How to add browser automation to any MCP server using PageBolt

Published: (March 2, 2026 at 07:15 AM EST)
6 min read
Source: Dev.to

Source: Dev.to

Introduction

You’re building an AI agent with Claude. Your agent needs to interact with the web — take screenshots, generate PDFs, record demo videos, inspect page structure.

You could:

  • Write Python scripts to call Puppeteer (fragile, maintenance burden)
  • Manage your own headless browser pool (infrastructure overhead)
  • Use PageBolt’s MCP server (tool call, done)

Option 3 takes 5 minutes.

PageBolt provides an open MCP server that gives Claude, Cursor, and Windsurf native access to browser‑automation tools. Your agent calls take_screenshot() directly.
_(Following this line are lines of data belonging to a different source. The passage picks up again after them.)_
//! View structs for individual dashboard cards.
//!
//! Each view is already formatted for display: labels resolved, dates
//! rendered and tones chosen. Absent data shows up as `None` or an empty
//! list; formatters render the matching placeholder.

use crate::presentation::geometry::{Donut, SpiderChart};
use crate::presentation::labels::{Badge, Trend};
use crate::presentation::Tone;

/// A numbered vendor source.
#[derive(Debug, Clone, PartialEq)]
pub struct SourceView {
    pub number: usize,
    pub host: String,
    pub url: String,
}

#[derive(Debug, Clone, PartialEq)]
pub struct ApplicationVendorView {
    pub name: String,
    pub version: Option<String>,
    pub vendor_name: String,
    pub country: Option<String>,
    pub description: Option<String>,
    pub category: String,
    pub subcategory: String,
    pub url: Option<String>,
    pub assessed_at: Option<String>,
    pub assessed_relative: Option<String>,
    pub sources: Vec<SourceView>,
}

#[derive(Debug, Clone, PartialEq)]
pub struct TrustScoreView {
    pub score: f64,
    pub tone: Tone,
    /// Stroke length of the gauge arc.
    pub gauge_dash: f64,
    pub trend: Trend,
}

#[derive(Debug, Clone, PartialEq)]
pub struct ConfidenceView {
    pub badge: Badge,
}

#[derive(Debug, Clone, PartialEq)]
pub struct DimensionView {
    pub label: &'static str,
    pub score: Option<f64>,
    pub tone: Tone,
}

#[derive(Debug, Clone, PartialEq)]
pub struct TrustBreakdownView {
    pub dimensions: Vec<DimensionView>,
    pub chart: SpiderChart,
}

#[derive(Debug, Clone, PartialEq)]
pub struct KeyTakeawaysView {
    pub strengths: Vec<String>,
    pub risks: Vec<String>,
}

/// One legend row of a severity donut.
#[derive(Debug, Clone, PartialEq)]
pub struct SeverityCount {
    pub label: &'static str,
    pub count: u32,
    pub tone: Tone,
}

/// CVE or incident aggregate with its donut.
#[derive(Debug, Clone, PartialEq)]
pub struct SeverityView {
    pub total: u32,
    pub trend: Trend,
    pub legend: Vec<SeverityCount>,
    pub donut: Donut,
}

#[derive(Debug, Clone, PartialEq)]
pub struct CveView {
    pub cve_id: String,
    pub severity: String,
    pub tone: Tone,
    pub year: Option<i32>,
    pub description: Option<String>,
}

#[derive(Debug, Clone, PartialEq)]
pub struct IncidentView {
    pub title: String,
    pub severity: String,
    pub tone: Tone,
    pub date: Option<String>,
    pub description: Option<String>,
}

#[derive(Debug, Clone, PartialEq)]
pub struct FrameworkView {
    pub name: String,
    pub level: Badge,
    pub last_audit: Option<String>,
    pub url: Option<String>,
}

#[derive(Debug, Clone, PartialEq)]
pub struct ComplianceView {
    pub frameworks: Vec<FrameworkView>,
    pub data_residency: Vec<String>,
}

#[derive(Debug, Clone, PartialEq)]
pub struct CertificationView {
    pub name: String,
    pub status: Badge,
    pub issued_by: Option<String>,
    pub issue_date: Option<String>,
    pub expiry_date: Option<String>,
    pub url: Option<String>,
}

#[derive(Debug, Clone, PartialEq)]
pub struct ArchitectureView {
    pub encryption: String,
    pub key_derivation: String,
    pub zero_knowledge: &'static str,
    pub open_source: &'static str,
    pub authentication: String,
    pub deployment: String,
}

#[derive(Debug, Clone, PartialEq)]
pub struct AlternativeView {
    pub number: usize,
    pub name: String,
    pub reason: Option<String>,
    pub url: Option<String>,
    pub score: Option<(f64, Tone)>,
}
No Python. No subprocess management. No infrastructure.


What is PageBolt MCP?

MCP (Model Context Protocol) is a standard for AI agents to call external tools. PageBolt implements the MCP spec so AI agents can:

  • Take screenshots of any URL
  • Generate PDFs from HTML or web pages
  • Record browser interactions as narrated videos
  • Inspect page structure (CSS selectors, element text)
  • Run multi‑step browser sequences

All via direct function calls in Claude Code, Cursor IDE, Windsurf. PageBolt MCP translates these calls into hosted API requests—no infrastructure on your end.

Installation (2 minutes)

Step 1 – Install PageBolt MCP globally

npm install -g pagebolt-mcp

Step 2 – Get your API key

Sign up at (free tier: 100 requests/month) and copy your API key.
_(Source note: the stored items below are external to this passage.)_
#[cfg(test)]
mod tests {
    use super::*;
    use crate::application::read_models::{DimensionView, SeverityCount};
    use crate::presentation::geometry::DonutCategory;
    use crate::presentation::labels;

    fn model(cards: Vec<CardView>) -> DashboardReadModel {
        DashboardReadModel {
            assessment_id: "abc123".to_string(),
            role: "global".to_string(),
            location: "/assessments/abc123".to_string(),
            title: "Acme <Suite>".to_string(),
            cards,
        }
    }

    fn severity(total: u32, counts: [u32; 2]) -> SeverityView {
        let categories = [
            DonutCategory {
                label: "Critical",
                value: counts[0],
                tone: Tone::Red,
            },
            DonutCategory {
                label: "High",
                value: counts[1],
                tone: Tone::Orange,
            },
        ];
        SeverityView {
            total,
            trend: labels::trend(Some("declining")),
            legend: categories
                .iter()
                .map(|c| SeverityCount {
                    label: c.label,
                    count: c.value,
                    tone: c.tone,
                })
                .collect(),
            donut: Donut::build(total, &categories),
        }
    }

    #[test]
    fn test_escape_html() {
        assert_eq!(escape_html(r#"<a href="x">&'"#), "&lt;a href=&quot;x&quot;&gt;&amp;&#39;");
    }

    #[test]
    fn test_page_shell_escapes_title() {
        let html = HtmlFormatter::new().format(&model(vec![])).unwrap();
        assert!(html.starts_with("<!DOCTYPE html>"));
        assert!(html.contains("<h1>Acme &lt;Suite&gt;</h1>"));
        assert!(html.trim_end().ends_with("</html>"));
    }

    #[test]
    fn test_one_section_per_card() {
        let html = HtmlFormatter::new()
            .format(&model(vec![
                CardView::Vulnerabilities(None),
                CardView::Incidents(None),
                CardView::RecentCves(vec![]),
            ]))
            .unwrap();
        assert_eq!(html.matches(r#"<section class="card""#).count(), 3);
        assert!(html.contains(r#"id="recentCVEs""#));
        assert_eq!(html.matches(NO_DATA).count(), 3);
    }

    #[test]
    fn test_gauge_uses_dash_and_tone() {
        let html = HtmlFormatter::new()
            .format(&model(vec![CardView::TrustScore(Some(TrustScoreView {
                score: 40.0,
                tone: Tone::Red,
                gauge_dash: 201.06,
                trend: labels::trend(None),
            }))]))
            .unwrap();
        assert!(html.contains(&format!(r#"stroke-dasharray="201.06 {}""#, GAUGE_CIRCUMFERENCE)));
        assert!(html.contains(Tone::Red.hex()));
    }

    #[test]
    fn test_zero_total_draws_placeholder_ring() {
        let html = HtmlFormatter::new()
            .format(&model(vec![CardView::Vulnerabilities(Some(severity(0, [0, 0])))]))
            .unwrap();
        assert!(html.contains(&format!(r#"stroke="{}""#, EMPTY_RING_HEX)));
        assert!(!html.contains("<path"));
        assert!(!html.contains("NaN"));
    }

    #[test]
    fn test_donut_slices_skip_empty_categories() {
        let html = HtmlFormatter::new()
            .format(&model(vec![CardView::Incidents(Some(severity(3, [0, 3])))]))
            .unwrap();
        assert_eq!(html.matches("<path").count(), 1);
        assert!(html.contains(&format!(r#"fill="{}""#, Tone::Orange.hex())));
    }

    #[test]
    fn test_spider_chart_rendered() {
        let values = [("Architecture", 80.0), ("Compliance", 95.0), ("DevSecOps", 70.0)];
        let mut dimensions: Vec<DimensionView> = values
            .iter()
            .map(|&(label, score)| DimensionView {
                label,
                score: Some(score),
                tone: crate::presentation::score_tone(score),
            })
            .collect();
        dimensions.push(DimensionView {
            label: "Risk Exposure",
            score: None,
            tone: Tone::Gray,
        });
        let html = HtmlFormatter::new()
            .format(&model(vec![CardView::TrustBreakdown(Some(TrustBreakdownView {
                dimensions,
                chart: SpiderChart::build(&values),
            }))]))
            .unwrap();
        assert_eq!(html.matches("<line ").count(), 3);
        assert!(html.contains(">DevSecOps</text>"));
        assert!(!html.contains(">Risk Exposure</text>"));
        assert!(html.contains(&format!(
            r#"<dt>Risk Exposure</dt><dd style="color:{}">Unknown</dd>"#,
            Tone::Gray.hex()
        )));
    }

    #[test]
    fn test_links_open_safely() {
        let html = HtmlFormatter::new()
            .format(&model(vec![CardView::Alternatives(vec![AlternativeView {
                number: 1,
                name: "Mattermost".to_string(),
                reason: None,
                url: Some("https://mattermost.com".to_string()),
                score: None,
            }])]))
            .unwrap();
        assert!(html.contains(r#"<a href="https://mattermost.com" target="_blank" rel="noopener noreferrer">Mattermost</a>"#));
    }

    #[test]
    fn test_non_web_links_render_as_text() {
        let alternative = |number: usize, url: &str| AlternativeView {
            number,
            name: format!("Option {}", number),
            reason: None,
            url: Some(url.to_string()),
            score: None,
        };
        let html = HtmlFormatter::new()
            .format(&model(vec![CardView::Alternatives(vec![
                alternative(1, "javascript:alert(1)"),
                alternative(2, " JavaScript:alert(2)"),
                alternative(3, "data:text/html,<b>x</b>"),
                alternative(4, "HTTPS://example.com"),
            ])]))
            .unwrap();
        assert!(!html.to_ascii_lowercase().contains("javascript:"));
        assert!(!html.contains("data:text"));
        assert!(html.contains("<li><strong>Option 1</strong></li>"));
        assert!(html.contains(r#"<a href="HTTPS://example.com""#));
        assert_eq!(html.matches("<a href").count(), 1);
    }

    #[test]
    fn test_is_web_url() {
        assert!(is_web_url("http://acme.io"));
        assert!(is_web_url("https://acme.io/security"));
        assert!(!is_web_url("javascript:alert(1)"));
        assert!(!is_web_url("//acme.io"));
        assert!(!is_web_url("ftp://acme.io"));
    }
}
Step 3 – Configure Claude Desktop

Edit ~/.claude/claude_desktop_config.json:

{
  "mcpServers": {
    "pagebolt": {
      "command": "pagebolt-mcp",
      "env": {
        "PAGEBOLT_API_KEY": "YOUR_API_KEY_HERE"
      }
    }
  }
}

Restart Claude Desktop. Done.

Step 4 – Configure Cursor (optional)

Edit .cursor/mcp.json in your project root (or the global Cursor settings):

{
  "mcpServers": {
    "pagebolt": {
      "command": "pagebolt-mcp",
      "env": {
        "PAGEBOLT_API_KEY": "YOUR_API_KEY_HERE"
      }
    }
  }
}

Restart Cursor. Your agent can now call PageBolt tools.

Tools available

Once installed, your agent can call the following functions.
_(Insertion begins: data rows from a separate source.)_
use std::time::Duration;

/// Messages cycled while an assessment is being created.
pub const CREATION_STATUS_MESSAGES: &[&str] = &[
    "Identifying the application and its vendor...",
    "Searching vendor security pages and trust centers...",
    "Checking CVE databases and CISA KEV...",
    "Reviewing security incidents and breach history...",
    "Verifying compliance certifications...",
    "Calculating the trust score...",
    "Looking for safer alternatives...",
];

pub const DEFAULT_STATUS_INTERVAL: Duration = Duration::from_millis(3000);

/// Cyclic cursor over a fixed list of status messages.
///
/// Purely cosmetic: the position carries no meaning and is reset whenever a
/// pending operation ends.
#[derive(Debug, Clone, PartialEq, Eq)]
pub struct StatusRotation {
    messages: &'static [&'static str],
    index: usize,
}

impl StatusRotation {
    pub fn new(messages: &'static [&'static str]) -> Self {
        Self { messages, index: 0 }
    }

    pub fn creation() -> Self {
        Self::new(CREATION_STATUS_MESSAGES)
    }

    pub fn current(&self) -> &'static str {
        self.messages.get(self.index).copied().unwrap_or_default()
    }

    /// Moves to the next message, wrapping around, and returns it.
    pub fn advance(&mut self) -> &'static str {
        if !self.messages.is_empty() {
            self.index = (self.index + 1) % self.messages.len();
        }
        self.current()
    }

    pub fn reset(&mut self) {
        self.index = 0;
    }

    pub fn position(&self) -> usize {
        self.index
    }
}

#[cfg(test)]
mod tests {
    use super::*;

    #[test]
    fn test_advance_wraps() {
        let mut rotation = StatusRotation::new(&["a", "b", "c"]);
        assert_eq!(rotation.current(), "a");
        assert_eq!(rotation.advance(), "b");
        assert_eq!(rotation.advance(), "c");
        assert_eq!(rotation.advance(), "a");
    }

    #[test]
    fn test_reset_returns_to_first() {
        let mut rotation = StatusRotation::creation();
        rotation.advance();
        rotation.advance();
        rotation.reset();
        assert_eq!(rotation.position(), 0);
        assert_eq!(rotation.current(), CREATION_STATUS_MESSAGES[0]);
    }

    #[test]
    fn test_empty_rotation() {
        let mut rotation = StatusRotation::new(&[]);
        assert_eq!(rotation.advance(), "");
    }
}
take_screenshot(url, options)

Capture a screenshot of any URL.

Agent: "Take a screenshot of example.com on mobile"
Tool: take_screenshot("https://example.com", {
  "device": "iphone_14_pro",
  "fullPage": true
})
Result: base64 PNG image

generate_pdf(url, options)

Generate a PDF from a URL or HTML.

Agent: "Generate a PDF of the checkout page"
Tool: generate_pdf("https://mystore.com/checkout", {
  "format": "A4",
  "margin": "1in"
})
Result: base64 PDF

record_video(steps, narration)

Record a browser interaction as an MP4 with narration.

Agent: "Record a demo of adding a product to cart and checking out"
Tool: record_video([
  {"action": "navigate", "url": "https://mystore.com"},
  {"action": "click", "selector": "button.add-to-cart"},
  {"action": "click", "selector": "a.checkout"}
], {
  "narration": true,
  "audioGuide": "Adding product to cart. Proceeding to checkout."
})
Result: base64 MP4 video

inspect_page(url)

Get a structured map of page elements—buttons, inputs, links with CSS selectors.

Agent: "Inspect the login page and find the submit button"
Tool: inspect_page("https://myapp.com/login")
Result: {
  "forms": [{
    "selector": "form.login-form",
    "inputs": [
      {"selector": "#email", "type": "text", "placeholder": "Email"},
      {"selector": "#password", "type": "password", "placeholder": "Password"}
    ],
    "buttons": [{"selector": "button[type=submit]", "text": "Sign In"}]
  }]
}

run_sequence(steps, options)

Execute a multi‑step browser automation sequence.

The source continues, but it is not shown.